_Task statement_. What is the number of lines in these entries that contain "label"? State it alone.

_Records for processing_.
§

//! Force-directed layout of the persona similarity graph
//!
//! Nodes start evenly spaced on a circle. Each iteration pushes every pair
//! apart (inverse square) and pulls edge endpoints together in proportion to
//! distance and similarity, then applies the net force as a position delta
//! and clamps into the bounding box. The iteration count is fixed; there is
//! no convergence check, so results depend on the constants below.

use eyre::Result;
use indexmap::{IndexMap, IndexSet};
use serde::{Deserialize, Serialize};
use std::f64::consts::PI;

use crate::persona::Persona;
use crate::similarity::{SimilarityEdge, compute_similarities};

/// Node count above which the O(N²) repulsion pass gets slow
pub const LARGE_LAYOUT_THRESHOLD: usize = 500;

/// Layout constants
#[derive(Debug, Clone, PartialEq, Deserialize, Serialize)]
#[serde(default)]
pub struct LayoutConfig {
    pub iterations: usize,
    /// Repulsion constant; force = repulsion / distance²
    pub repulsion: f64,
    /// Attraction coefficient; force = distance * attraction * similarity
    pub attraction: f64,
    /// Radius of the initial circle
    pub radius: f64,
    pub center_x: f64,
    pub center_y: f64,
    /// Lower bound for both axes
    pub min: f64,
    /// Upper bound for both axes
    pub max: f64,
}

impl Default for LayoutConfig {
    fn default() -> Self {
        Self {
            iterations: 50,
            repulsion: 1000.0,
            attraction: 0.01,
            radius: 100.0,
            center_x: 200.0,
            center_y: 200.0,
            min: 50.0,
            max: 350.0,
        }
    }
}

impl LayoutConfig {
    pub fn validate(&self) -> Result<()> {
        for (name, value) in [
            ("repulsion", self.repulsion),
            ("attraction", self.attraction),
            ("radius", self.radius),
            ("center_x", self.center_x),
            ("center_y", self.center_y),
            ("min", self.min),
            ("max", self.max),
        ] {
            if !value.is_finite() {
                eyre::bail!("Layout {} must be finite, got {}", name, value);
            }
        }
        if self.min > self.max {
            eyre::bail!("Layout bounds are inverted: min {} > max {}", self.min, self.max);
        }
        Ok(())
    }
}

/// Position of one node
#[derive(Debug, Clone, PartialEq, Serialize)]
pub struct Position {
    pub id: String,
    pub x: f64,
    pub y: f64,
}

/// A positioned persona, ready for rendering
#[derive(Debug, Clone, Serialize)]
pub struct LayoutNode {
    pub id: String,
    pub x: f64,
    pub y: f64,
    pub label: String,
    pub payload: Persona,
}

/// Place nodes evenly on the configured circle
pub fn initial_positions<S: AsRef<str>>(ids: &[S], config: &LayoutConfig) -> Vec<Position> {
    let n = ids.len() as f64;
    ids.iter()
        .enumerate()
        .map(|(i, id)| {
            let angle = 2.0 * PI * i as f64 / n;
            Position {
                id: id.as_ref().to_string(),
                x: angle.cos() * config.radius + config.center_x,
                y: angle.sin() * config.radius + config.center_y,
            }
        })
        .collect()
}

/// Run one relaxation iteration in place.
///
/// Edges whose endpoints are not both among `positions` are ignored.
pub fn step(positions: &mut [Position], edges: &[SimilarityEdge], config: &LayoutConfig) {
    let index: IndexMap<&str, usize> = positions
        .iter()
        .enumerate()
        .map(|(i, p)| (p.id.as_str(), i))
        .collect();
    let resolved: Vec<(usize, usize, f64)> = edges
        .iter()
        .filter_map(|e| Some((*index.get(e.source.as_str())?, *index.get(e.target.as_str())?, e.similarity)))
        .collect();
    drop(index);

    apply_forces(positions, &resolved, config);
}

fn apply_forces(positions: &mut [Position], edges: &[(usize, usize, f64)], config: &LayoutConfig) {
    let mut forces = vec![(0.0_f64, 0.0_f64); positions.len()];

    for j in 0..positions.len() {
        for k in (j + 1)..positions.len() {
            let (dx, dy, distance) = separation(&positions[j], &positions[k]);
            let force = config.repulsion / (distance * distance);
            let (fx, fy) = (dx / distance * force, dy / distance * force);

            forces[j].0 -= fx;
            forces[j].1 -= fy;
            forces[k].0 += fx;
            forces[k].1 += fy;
        }
    }

    for &(source, target, similarity) in edges {
        let (dx, dy, distance) = separation(&positions[source], &positions[target]);
        let force = distance * config.attraction * similarity;
        let (fx, fy) = (dx / distance * force, dy / distance * force);

        forces[source].0 += fx;
        forces[source].1 += fy;
        forces[target].0 -= fx;
        forces[target].1 -= fy;
    }

    for (pos, (fx, fy)) in positions.iter_mut().zip(forces) {
        pos.x = (pos.x + fx).clamp(config.min, config.max);
        pos.y = (pos.y + fy).clamp(config.min, config.max);
    }
}

/// Vector from `a` to `b` and its length, never below 1
fn separation(a: &Position, b: &Position) -> (f64, f64, f64) {
    let dx = b.x - a.x;
    let dy = b.y - a.y;
    let distance = (dx * dx + dy * dy).sqrt();
    let distance = if distance == 0.0 { 1.0 } else { distance };
    (dx, dy, distance)
}

/// Lay out the nodes named by a set of edges.
///
/// Node order is first appearance across the edges (source, then target).
pub fn compute_positions(edges: &[SimilarityEdge], config: &LayoutConfig) -> Vec<Position> {
    let ids: IndexSet<&str> = edges
        .iter()
        .flat_map(|e| [e.source.as_str(), e.target.as_str()])
        .collect();
    let ids: Vec<&str> = ids.into_iter().collect();

    relax(&ids, edges, config)
}

/// Lay out personas by trait similarity.
///
/// Every persona becomes a node, so a single persona (or a set with no
/// edges between distinct slugs) still gets a position.
pub fn compute_layout(personas: &[Persona], config: &LayoutConfig) -> Result<Vec<LayoutNode>> {
    config.validate()?;
    let edges = compute_similarities(personas)?;
    let ids: Vec<&str> = personas.iter().map(|p| p.slug.as_str()).collect();

    let positions = relax(&ids, &edges, config);

    Ok(positions
        .into_iter()
        .zip(personas)
        .map(|(pos, persona)| LayoutNode {
            id: pos.id,
            x: pos.x,
            y: pos.y,
            label: persona.name.clone(),
            payload: persona.clone(),
        })
        .collect())
}

fn relax(ids: &[&str], edges: &[SimilarityEdge], config: &LayoutConfig) -> Vec<Position> {
    if ids.len() > LARGE_LAYOUT_THRESHOLD {
        log::warn!(
            "Laying out {} nodes; repulsion is quadratic in node count and may be slow",
            ids.len()
        );
    }

    let mut positions = initial_positions(ids, config);
    for _ in 0..config.iterations {
        step(&mut positions, edges, config);
    }

    log::debug!(
        "Layout finished: {} nodes, {} edges, {} iterations",
        positions.len(),
        edges.len(),
        config.iterations
    );
    positions
}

§

_Answer area_. 2